Le même vent de reconquête souffle dans les rues de Lille. Rue Colbert, rien ne différencie a priori les trois officines situées au coeur du quartier Vauban. Si ce n'est, au croisement avec la rue Nationale, au n° 269, la vitrine de la Pharmacie Colbert. « J'ai des périodes plus ou moins agressives, explique Jean-René Delobelle, titulaire depuis douze ans. J'ai toujours eu en intérieur des promotions dûment mises en valeur, mais en vitrine c'est au coup par coup.

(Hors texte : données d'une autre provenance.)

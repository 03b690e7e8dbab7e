//! Prometheus metrics for the relay
//!
//! Exposed on the `/metrics` endpoint for Prometheus scraping.

use lazy_static::lazy_static;
use prometheus::{
    register_counter_vec, register_gauge_vec, register_int_gauge_vec, CounterVec, GaugeVec,
    IntGaugeVec,
};

lazy_static! {
    // Deposit direction
    pub static ref DEPOSITS_DETECTED: CounterVec = register_counter_vec!(
        "relay_deposits_detected_total",
        "Confirmed source-chain deposits forwarded to the orchestrator",
        &["network"]
    ).unwrap();

    pub static ref MINTS: CounterVec = register_counter_vec!(
        "relay_mints_total",
        "Mint attempts on the settlement chain",
        &["outcome"]
    ).unwrap();

    // Withdrawal direction
    pub static ref WITHDRAWALS: CounterVec = register_counter_vec!(
        "relay_withdrawals_total",
        "Withdrawal requests reaching a terminal or rejected state",
        &["outcome"]
    ).unwrap();

    // Resilience
    pub static ref CIRCUIT_STATE: IntGaugeVec = register_int_gauge_vec!(
        "relay_circuit_open",
        "1 when the circuit breaker for a dependency is open",
        &["dependency"]
    ).unwrap();

    pub static ref REMOTE_ERRORS: CounterVec = register_counter_vec!(
        "relay_remote_errors_total",
        "Remote call failures by dependency and error kind",
        &["dependency", "kind"]
    ).unwrap();

    pub static ref RATE_LIMITED: CounterVec = register_counter_vec!(
        "relay_rate_limited_total",
        "Requests rejected by the rate limiter",
        &["endpoint"]
    ).unwrap();

    // Liveness
    pub static ref LAST_SUCCESSFUL_POLL: GaugeVec = register_gauge_vec!(
        "relay_last_successful_poll_timestamp",
        "Unix timestamp of the last completed poll pass",
        &["chain"]
    ).unwrap();

    pub static ref SETTLEMENT_CURSOR: IntGaugeVec = register_int_gauge_vec!(
        "relay_settlement_cursor_block",
        "Next settlement block the withdrawal monitor will scan",
        &["chain"]
    ).unwrap();
}

/// Record the completion time of a poll pass
pub fn mark_poll(chain: &str) {
    LAST_SUCCESSFUL_POLL
        .with_label_values(&[chain])
        .set(chrono::Utc::now().timestamp() as f64);
}
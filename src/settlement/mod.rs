//! Settlement (EVM) chain access
//!
//! The token contract mints bridged value, burns it on withdrawal and emits
//! `WithdrawalRequested` events that the relay pays out on the source chain.

use async_trait::async_trait;

use crate::error::BridgeResult;
use crate::types::SettlementEvent;

pub mod contract;
pub mod evm;

pub use evm::{EvmSettlementClient, SettlementClientConfig};

/// Remote operations the relay needs from the settlement chain
#[async_trait]
pub trait SettlementChain: Send + Sync {
    /// Mint `amount_units` to `recipient` for a source-chain deposit.
    ///
    /// The contract rejects a `deposit_id` it has already seen, which is
    /// surfaced as `AlreadyProcessed`.
    async fn mint(&self, recipient: &str, amount_units: u64, deposit_id: [u8; 32])
        -> BridgeResult<String>;

    /// Burn `amount_units` from `holder` on behalf of an API withdrawal
    async fn burn(&self, holder: &str, amount_units: u64) -> BridgeResult<String>;

    /// `processedDeposits(depositId)`
    async fn is_deposit_processed(&self, deposit_id: [u8; 32]) -> BridgeResult<bool>;

    /// Record the source-chain payout for an on-chain withdrawal request
    async fn confirm_withdrawal(&self, request_id: u64, source_txid: &str) -> BridgeResult<String>;

    /// Latest block number
    async fn latest_block(&self) -> BridgeResult<u64>;

    /// Decoded token events in `[from_block, to_block]`
    async fn fetch_events(&self, from_block: u64, to_block: u64)
        -> BridgeResult<Vec<SettlementEvent>>;
}
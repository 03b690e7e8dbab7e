//! Bridged token contract ABI definition
//!
//! Uses alloy's sol! macro to generate type-safe bindings for the token contract.

use alloy::sol;

sol! {
    /// Wrapped source-chain token, mintable and burnable by the bridge operator
    #[sol(rpc)]
    contract BridgedToken {
        /// Mint tokens for a confirmed source-chain deposit
        ///
        /// # Arguments
        /// * `recipient` - Settlement-chain owner of the deposit address
        /// * `amount` - Amount in source-chain base units (8 decimals)
        /// * `depositId` - keccak256("txid:address"); reverts when already processed
        function mint(address recipient, uint256 amount, bytes32 depositId) external;

        /// Burn tokens from a holder (operator only)
        function burn(address holder, uint256 amount) external;

        /// Whether a deposit id has already been minted
        function processedDeposits(bytes32 depositId) external view returns (bool);

        /// Mark an on-chain withdrawal request as paid out on the source chain
        function confirmWithdrawal(uint256 requestId, bytes32 sourceTxid) external;

        event Mint(address indexed recipient, uint256 amount, bytes32 indexed depositId);

        event Burn(address indexed holder, uint256 amount);

        /// Emitted when a holder burns tokens to withdraw to a source-chain address
        event WithdrawalRequested(
            uint256 indexed requestId,
            address indexed requester,
            uint256 amount,
            string destination
        );
    }
}
//! Source-chain payout transactions
//!
//! [`CoinSelector`] picks operator outputs largest-first; [`TransactionBuilder`]
//! lays out the payout (recipient first, optional change back to the operator)
//! and signs every input with legacy SIGHASH_ALL. Nothing here touches the
//! network.

use std::str::FromStr;

use bitcoin::absolute::LockTime;
use bitcoin::consensus::encode::serialize_hex;
use bitcoin::ecdsa;
use bitcoin::hashes::Hash;
use bitcoin::script::PushBytesBuf;
use bitcoin::secp256k1::{All, Message, Secp256k1, SecretKey};
use bitcoin::sighash::{EcdsaSighashType, SighashCache};
use bitcoin::transaction::Version;
use bitcoin::{
    Amount, OutPoint, PublicKey, ScriptBuf, Sequence, Transaction, TxIn, TxOut, Txid, Witness,
};
use tracing::debug;

use crate::error::{BridgeError, BridgeResult};
use crate::source::{Network, SourceAddress};
use crate::types::Utxo;

/// Linear size model used for fee estimation, in base units per byte
#[derive(Debug, Clone, Copy, PartialEq, Eq)]
pub struct FeePolicy {
    pub fee_rate: u64,
    pub base_bytes: u64,
    pub bytes_per_input: u64,
    pub bytes_per_output: u64,
}

impl Default for FeePolicy {
    fn default() -> Self {
        Self {
            fee_rate: 1000,
            base_bytes: 10,
            bytes_per_input: 148,
            bytes_per_output: 34,
        }
    }
}

impl FeePolicy {
    pub fn estimated_size(&self, inputs: usize, outputs: usize) -> u64 {
        self.base_bytes
            .saturating_add((inputs as u64).saturating_mul(self.bytes_per_input))
            .saturating_add((outputs as u64).saturating_mul(self.bytes_per_output))
    }

    pub fn fee(&self, inputs: usize, outputs: usize) -> u64 {
        self.estimated_size(inputs, outputs).saturating_mul(self.fee_rate)
    }
}

/// Result of coin selection
#[derive(Debug, Clone, PartialEq, Eq)]
pub struct Selection {
    pub inputs: Vec<Utxo>,
    pub total: u64,
    /// Fee for the selected inputs and two outputs
    pub fee: u64,
}

pub struct CoinSelector;

impl CoinSelector {
    /// Greedy largest-first selection covering `amount` plus the fee of a
    /// two-output transaction.
    pub fn select(pool: &[Utxo], amount: u64, policy: &FeePolicy) -> BridgeResult<Selection> {
        let mut candidates: Vec<&Utxo> = pool.iter().collect();
        candidates.sort_by(|a, b| {
            b.value_units
                .cmp(&a.value_units)
                .then_with(|| a.txid.cmp(&b.txid))
                .then_with(|| a.vout.cmp(&b.vout))
        });

        let mut inputs = Vec::new();
        let mut total = 0u64;
        for utxo in candidates {
            inputs.push(utxo.clone());
            total = total.saturating_add(utxo.value_units);
            let fee = policy.fee(inputs.len(), 2);
            if total >= amount.saturating_add(fee) {
                return Ok(Selection { inputs, total, fee });
            }
        }

        Err(BridgeError::InsufficientFunds {
            needed: amount.saturating_add(policy.fee(inputs.len().max(1), 2)),
            available: total,
        })
    }
}

/// Signed payout ready for broadcast
#[derive(Debug, Clone, PartialEq, Eq)]
pub struct BuiltTransaction {
    pub txid: String,
    pub raw_hex: String,
    pub fee: u64,
    /// Value returned to the operator, 0 when absorbed into the fee
    pub change: u64,
    pub inputs: Vec<Utxo>,
}

pub struct TransactionBuilder {
    network: Network,
    secp: Secp256k1<All>,
    operator_key: SecretKey,
    operator_public_key: PublicKey,
    operator_address: SourceAddress,
    dust_threshold: u64,
    fee_policy: FeePolicy,
}

impl TransactionBuilder {
    pub fn new(
        network: Network,
        operator_key: SecretKey,
        dust_threshold: u64,
        fee_policy: FeePolicy,
    ) -> Self {
        let secp = Secp256k1::new();
        let operator_public_key = PublicKey::new(operator_key.public_key(&secp));
        let operator_address = SourceAddress::from_public_key(&operator_public_key, network);
        Self {
            network,
            secp,
            operator_key,
            operator_public_key,
            operator_address,
            dust_threshold,
            fee_policy,
        }
    }

    pub fn operator_address(&self) -> String {
        self.operator_address.encode()
    }

    pub fn network(&self) -> Network {
        self.network
    }

    pub fn dust_threshold(&self) -> u64 {
        self.dust_threshold
    }

    /// Checks that need no network access, in the order they are reported
    pub fn validate_payout(&self, recipient: &str, amount: u64) -> BridgeResult<SourceAddress> {
        if amount == 0 {
            return Err(BridgeError::InvalidAmount("payout amount must be positive".to_string()));
        }
        if self.fee_policy.fee_rate == 0 {
            return Err(BridgeError::InvalidAmount("fee rate must be positive".to_string()));
        }
        if amount < self.dust_threshold {
            return Err(BridgeError::DustThreshold {
                amount,
                threshold: self.dust_threshold,
            });
        }
        SourceAddress::parse(recipient, self.network)
    }

    /// Select coins from `pool`, lay out outputs and sign
    pub fn build(&self, recipient: &str, amount: u64, pool: &[Utxo]) -> BridgeResult<BuiltTransaction> {
        let recipient = self.validate_payout(recipient, amount)?;
        let selection = CoinSelector::select(pool, amount, &self.fee_policy)?;

        let mut fee = selection.fee;
        let mut change = selection.total - amount - fee;
        if change <= self.dust_threshold {
            fee += change;
            change = 0;
        }

        let input = selection
            .inputs
            .iter()
            .map(|utxo| {
                let txid = Txid::from_str(&utxo.txid).map_err(|e| {
                    BridgeError::InvalidTransaction(format!("bad input txid {}: {}", utxo.txid, e))
                })?;
                Ok(TxIn {
                    previous_output: OutPoint::new(txid, utxo.vout),
                    script_sig: ScriptBuf::new(),
                    sequence: Sequence::MAX,
                    witness: Witness::new(),
                })
            })
            .collect::<BridgeResult<Vec<_>>>()?;

        let mut output = vec![TxOut {
            value: Amount::from_sat(amount),
            script_pubkey: recipient.script_pubkey(),
        }];
        if change > 0 {
            output.push(TxOut {
                value: Amount::from_sat(change),
                script_pubkey: self.operator_address.script_pubkey(),
            });
        }

        let mut tx = Transaction {
            version: Version::ONE,
            lock_time: LockTime::ZERO,
            input,
            output,
        };
        self.sign_inputs(&mut tx)?;

        let txid = tx.compute_txid().to_string();
        debug!(
            txid = %txid,
            inputs = tx.input.len(),
            outputs = tx.output.len(),
            amount,
            fee,
            change,
            "Built payout transaction"
        );

        Ok(BuiltTransaction {
            txid,
            raw_hex: serialize_hex(&tx),
            fee,
            change,
            inputs: selection.inputs,
        })
    }

    fn sign_inputs(&self, tx: &mut Transaction) -> BridgeResult<()> {
        let prevout_script = self.operator_address.script_pubkey();
        let sighash_type = EcdsaSighashType::All;

        let script_sigs = {
            let cache = SighashCache::new(&*tx);
            (0..tx.input.len())
                .map(|index| {
                    let sighash = cache
                        .legacy_signature_hash(index, &prevout_script, sighash_type.to_u32())
                        .map_err(|e| BridgeError::Signing(format!("input {}: {}", index, e)))?;
                    let message = Message::from_digest(sighash.to_byte_array());
                    let signature = ecdsa::Signature {
                        signature: self.secp.sign_ecdsa(&message, &self.operator_key),
                        sighash_type,
                    };
                    let push = PushBytesBuf::try_from(signature.to_vec())
                        .map_err(|e| BridgeError::Signing(format!("input {}: {}", index, e)))?;
                    Ok(ScriptBuf::builder()
                        .push_slice(push)
                        .push_key(&self.operator_public_key)
                        .into_script())
                })
                .collect::<BridgeResult<Vec<_>>>()?
        };

        for (input, script_sig) in tx.input.iter_mut().zip(script_sigs) {
            input.script_sig = script_sig;
        }
        Ok(())
    }
}

/// Parse a 32-byte hex secret key (with or without `0x`)
pub fn parse_secret_key(raw: &str) -> BridgeResult<SecretKey> {
    let bytes = hex::decode(raw.trim().trim_start_matches("0x"))
        .map_err(|e| BridgeError::Configuration(format!("source private key is not hex: {}", e)))?;
    SecretKey::from_slice(&bytes)
        .map_err(|e| BridgeError::Configuration(format!("invalid source private key: {}", e)))
}
impl<F> Vars<F>
where
    F: Fn(&str) -> Option<String>,
{
    fn required(&self, name: &str) -> BridgeResult<String> {
        (self.0)(name)
            .filter(|v| !v.trim().is_empty())
            .ok_or_else(|| BridgeError::Configuration(format!("{} environment variable is required", name)))
    }

    fn required_parsed<T>(&self, name: &str) -> BridgeResult<T>
    where
        T: FromStr,
        T::Err: fmt::Display,
    {
        let raw = self.required(name)?;
        raw.trim()
            .parse()
            .map_err(|e| BridgeError::Configuration(format!("{} is invalid: {}", name, e)))
    }

    fn optional(&self, name: &str) -> Option<String> {
        (self.0)(name)
            .map(|v| v.trim().to_string())
            .filter(|v| !v.is_empty())
    }

    /// Missing means default; present but malformed is an error
    fn parsed<T>(&self, name: &str, default: T) -> BridgeResult<T>
    where
        T: FromStr,
        T::Err: fmt::Display,
    {
        match (self.0)(name) {
            Some(raw) if !raw.trim().is_empty() => raw
                .trim()
                .parse()
                .map_err(|e| BridgeError::Configuration(format!("{} is invalid: {}", name, e))),
            _ => Ok(default),
        }
    }
}

#[cfg(test)]
mod tests {
    use super::*;
    use std::collections::HashMap;

    fn base_vars() -> HashMap<&'static str, String> {
        HashMap::from([
            ("SOURCE_RPC_URL", "http://localhost:22555".to_string()),
            ("SOURCE_RPC_USER", "relay".to_string()),
            ("SOURCE_RPC_PASSWORD", "hunter2".to_string()),
            ("SOURCE_PRIVATE_KEY", "11".repeat(32)),
            (
                "SETTLEMENT_RPC_URL",
                "http://localhost:8545, http://localhost:8546".to_string(),
            ),
            ("SETTLEMENT_CHAIN_ID", "31337".to_string()),
            (
                "SETTLEMENT_TOKEN_ADDRESS",
                "0x5FbDB2315678afecb367f032d93F642f64180aa3".to_string(),
            ),
            (
                "SETTLEMENT_PRIVATE_KEY",
                "0xac0974bec39a17e36ba4a6b4d238ff944bacb478cbed5efcae784d7bf4f2ff80".to_string(),
            ),
        ])
    }

    fn load(vars: &HashMap<&'static str, String>) -> BridgeResult<Config> {
        Config::from_lookup(|name| vars.get(name).cloned())
    }

    #[test]
    fn test_defaults() {
        let config = load(&base_vars()).unwrap();

        assert_eq!(config.source.network, Network::Mainnet);
        assert_eq!(config.deposits.required_confirmations, 6);
        assert_eq!(config.deposits.poll_interval_ms, 60_000);
        assert_eq!(config.deposits.dust_threshold, 546);
        assert_eq!(config.fee_policy(), FeePolicy::default());
        assert_eq!(config.settlement.finality_blocks, 1);
        assert_eq!(config.resilience.breaker_threshold, 5);
        assert_eq!(config.retry_config().max_retries, 3);
        assert_eq!(config.rate_limit.burst, 15);
        assert_eq!(config.withdrawals.max_records, 10_000);
        assert_eq!(config.api.bind_addr.port(), 9090);
        assert_eq!(config.api.admin_token, None);
        assert_eq!(config.api.signature_max_age_secs, 300);
    }

    #[test]
    fn test_admin_token() {
        let mut vars = base_vars();
        vars.insert("API_ADMIN_TOKEN", "short".to_string());
        assert!(matches!(load(&vars), Err(BridgeError::Configuration(_))));

        vars.insert("API_ADMIN_TOKEN", "operator-secret-0123".to_string());
        let config = load(&vars).unwrap();
        assert_eq!(config.api.admin_token.as_deref(), Some("operator-secret-0123"));
        assert!(!format!("{:?}", config).contains("operator-secret-0123"));
    }

    #[test]
    fn test_settlement_fallback_urls() {
        let config = load(&base_vars()).unwrap();
        assert_eq!(config.settlement.rpc_url, "http://localhost:8545");
        assert_eq!(
            config.settlement.all_rpc_urls(),
            vec!["http://localhost:8545", "http://localhost:8546"]
        );
    }

    #[test]
    fn test_missing_required_variable() {
        let mut vars = base_vars();
        vars.remove("SETTLEMENT_TOKEN_ADDRESS");
        match load(&vars) {
            Err(BridgeError::Configuration(msg)) => assert!(msg.contains("SETTLEMENT_TOKEN_ADDRESS")),
            other => panic!("expected configuration error, got {:?}", other.map(|_| ())),
        }
    }

    #[test]
    fn test_malformed_number_is_rejected() {
        let mut vars = base_vars();
        vars.insert("REQUIRED_CONFIRMATIONS", "six".to_string());
        assert!(matches!(load(&vars), Err(BridgeError::Configuration(_))));
    }

    #[test]
    fn test_validate_rejects_bad_keys() {
        let mut vars = base_vars();
        vars.insert("SOURCE_PRIVATE_KEY", "abcd".to_string());
        assert!(load(&vars).is_err());

        let mut vars = base_vars();
        vars.insert("SETTLEMENT_PRIVATE_KEY", "ac09".to_string());
        assert!(load(&vars).is_err());
    }

    #[test]
    fn test_network_override() {
        let mut vars = base_vars();
        vars.insert("SOURCE_NETWORK", "testnet".to_string());
        assert_eq!(load(&vars).unwrap().source.network, Network::Testnet);
    }

    #[test]
    fn test_debug_redacts_secrets() {
        let config = load(&base_vars()).unwrap();
        let printed = format!("{:?}", config);
        assert!(!printed.contains("hunter2"));
        assert!(!printed.contains(&"11".repeat(32)));
        assert!(!printed.contains("ac0974bec39a17e36ba4a6b4d238ff944bacb478cbed5efcae784d7bf4f2ff80"));
    }
}
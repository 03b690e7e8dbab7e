//! Error taxonomy for the relay
//!
//! Every remote or validation failure that crosses a component boundary is a
//! [`BridgeError`]. Retry and circuit-breaker decisions are driven by
//! [`BridgeError::is_transient`]; everything else is reported to the caller.

use thiserror::Error;

/// Result alias used across the relay
pub type BridgeResult<T> = Result<T, BridgeError>;

#[derive(Error, Debug, Clone, PartialEq)]
pub enum BridgeError {
    // ========================================================================
    // Startup Errors
    // ========================================================================

    #[error("Configuration error: {0}")]
    Configuration(String),

    #[error("Key generation failed: {0}")]
    KeyGeneration(String),

    // ========================================================================
    // Remote Errors
    // ========================================================================

    #[error("RPC error: {0}")]
    Rpc(String),

    #[error("RPC call timed out after {0} ms")]
    Timeout(u64),

    /// The remote node understood the request and refused it
    #[error("Rejected by node (code {code}): {message}")]
    Rejected { code: i64, message: String },

    #[error("Circuit open for {dependency}, try later")]
    CircuitOpen { dependency: String },

    // ========================================================================
    // Input Errors
    // ========================================================================

    #[error("Insufficient funds: need {needed}, available {available}")]
    InsufficientFunds { needed: u64, available: u64 },

    #[error("Amount {amount} is below dust threshold {threshold}")]
    DustThreshold { amount: u64, threshold: u64 },

    #[error("Invalid address: {0}")]
    InvalidAddress(String),

    #[error("Invalid amount: {0}")]
    InvalidAmount(String),

    #[error("Invalid transaction: {0}")]
    InvalidTransaction(String),

    #[error("Signing failed: {0}")]
    Signing(String),

    // ========================================================================
    // Flow Control
    // ========================================================================

    #[error("Already processed: {0}")]
    AlreadyProcessed(String),

    #[error("Rate limited: retry in {retry_after_ms} ms")]
    RateLimited { retry_after_ms: u64 },

    #[error("Not found: {0}")]
    NotFound(String),

    #[error("Unauthorized: {0}")]
    Unauthorized(String),
}

impl BridgeError {
    /// Transient errors are retried with backoff and counted by the circuit breaker
    pub fn is_transient(&self) -> bool {
        matches!(self, BridgeError::Rpc(_) | BridgeError::Timeout(_))
    }

    /// Idempotency short-circuit, callers that re-submit treat this as success
    pub fn is_already_processed(&self) -> bool {
        matches!(self, BridgeError::AlreadyProcessed(_))
    }

    /// Short label used for metrics
    pub fn kind(&self) -> &'static str {
        match self {
            BridgeError::Configuration(_) => "configuration",
            BridgeError::KeyGeneration(_) => "key_generation",
            BridgeError::Rpc(_) => "rpc",
            BridgeError::Timeout(_) => "timeout",
            BridgeError::Rejected { .. } => "rejected",
            BridgeError::CircuitOpen { .. } => "circuit_open",
            BridgeError::InsufficientFunds { .. } => "insufficient_funds",
            BridgeError::DustThreshold { .. } => "dust_threshold",
            BridgeError::InvalidAddress(_) => "invalid_address",
            BridgeError::InvalidAmount(_) => "invalid_amount",
            BridgeError::InvalidTransaction(_) => "invalid_transaction",
            BridgeError::Signing(_) => "signing",
            BridgeError::AlreadyProcessed(_) => "already_processed",
            BridgeError::RateLimited { .. } => "rate_limited",
            BridgeError::NotFound(_) => "not_found",
            BridgeError::Unauthorized(_) => "unauthorized",
        }
    }
}

/// Classify an error message returned by a remote node.
///
/// Both the source-chain node and the EVM provider only give us strings, so
/// the mapping works on lowercase substrings.
pub fn classify_node_error(code: i64, message: &str) -> BridgeError {
    let lower = message.to_lowercase();

    if lower.contains("already in block chain")
        || lower.contains("already in the block chain")
        || lower.contains("txn-already-known")
        || lower.contains("txn-already-in-mempool")
        || lower.contains("already known")
        || lower.contains("already processed")
        || lower.contains("deposit processed")
    {
        return BridgeError::AlreadyProcessed(message.to_string());
    }

    if lower.contains("timeout")
        || lower.contains("connection")
        || lower.contains("network")
        || lower.contains("too many requests")
        || lower.contains("rate limit")
        || lower.contains("503")
        || lower.contains("502")
        || lower.contains("temporarily unavailable")
        || lower.contains("loading block index")
        || lower.contains("warming up")
    {
        return BridgeError::Rpc(message.to_string());
    }

    if lower.contains("bad-txns")
        || lower.contains("dust")
        || lower.contains("insufficient")
        || lower.contains("min relay fee")
        || lower.contains("script-verify")
        || lower.contains("missing inputs")
        || lower.contains("missingorspent")
        || lower.contains("reverted")
        || lower.contains("invalid")
    {
        return BridgeError::Rejected {
            code,
            message: message.to_string(),
        };
    }

    BridgeError::Rpc(message.to_string())
}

Cette politique de prix s'inscrit dans une stratégie de reconquête de clientèle. Ce sont des produits d'appel, essentiellement des cosmétiques plus attaqués que l'OTC par les grandes surfaces périphériques. Les prix, c'est un moyen de communiquer, ça fait bouger. »

Si Jean-René Delobelle reconnaît ne pas avoir une bonne réputation, il ne vend pourtant pas à perte : « Il me reste quand même quelque chose, il y a les ristournes de fin d'année et les conditions de mon groupement. » Ces offres (- 20 à - 30 % sur les prix moyens constatés) génèrent un flux de clientèle supplémentaire, de 5 à 6 %, pour un CA en croissance de plus de 10 %. « Les clients demandent le produit en promo, complètent avec des achats dans la gamme en rayon et présentent leur ordonnance... » Pour lui, le principe de base est de se démarquer de ses confrères - il est le premier à avoir ouvert en journée continue, même si aujourd'hui il ferme entre 12 h 30 et 14 h - et de contrer l'image de l'hyper « toujours moins cher » pour attirer une clientèle à 30 % de passage et plutôt motorisée. Ses « prix défi » ne sont guère appréciés. « Des confrères du centre-ville m'ont téléphoné : "Qu'est-ce qu'il te prend ? Que ces prix s'affichent en intérieur, passe encore, mais en vitrine !" » Ses confrères de la rue ne le suivent pas, même si Laurence Flament, au 102, concède avoir baissé ses prix lors de l'installation de son confrère et avoir un peu plus de « flashs prix » actuellement sur ses présentoirs qu'elle ne le souhaiterait. A la Pharmacie Catrysse, au 167, à 300 mètres des deux autres, l'adjointe interrogée craint surtout que « cette politique de supermarché ne favorise les grosses officines et n'aboutissent qu'à des regroupements au détriment du service de proximité ».

A retenir

- Usage des vitrines

Les vitrines des officines et les emplacements aménagés pour être visibles de l'extérieur ne peuvent servir à présenter que les activités dont l'exercice en pharmacie est licite. Sous réserve de la réglementation en vigueur en matière de concurrence et de publicité et des obligations légales en matière d'information sur les prix pratiqués, ces vitrines et emplacements ne sauraient être utilisés aux fins de solliciter la clientèle par des procédés et moyens contraires à la dignité de la profession (article R. 5015-58 du CSP).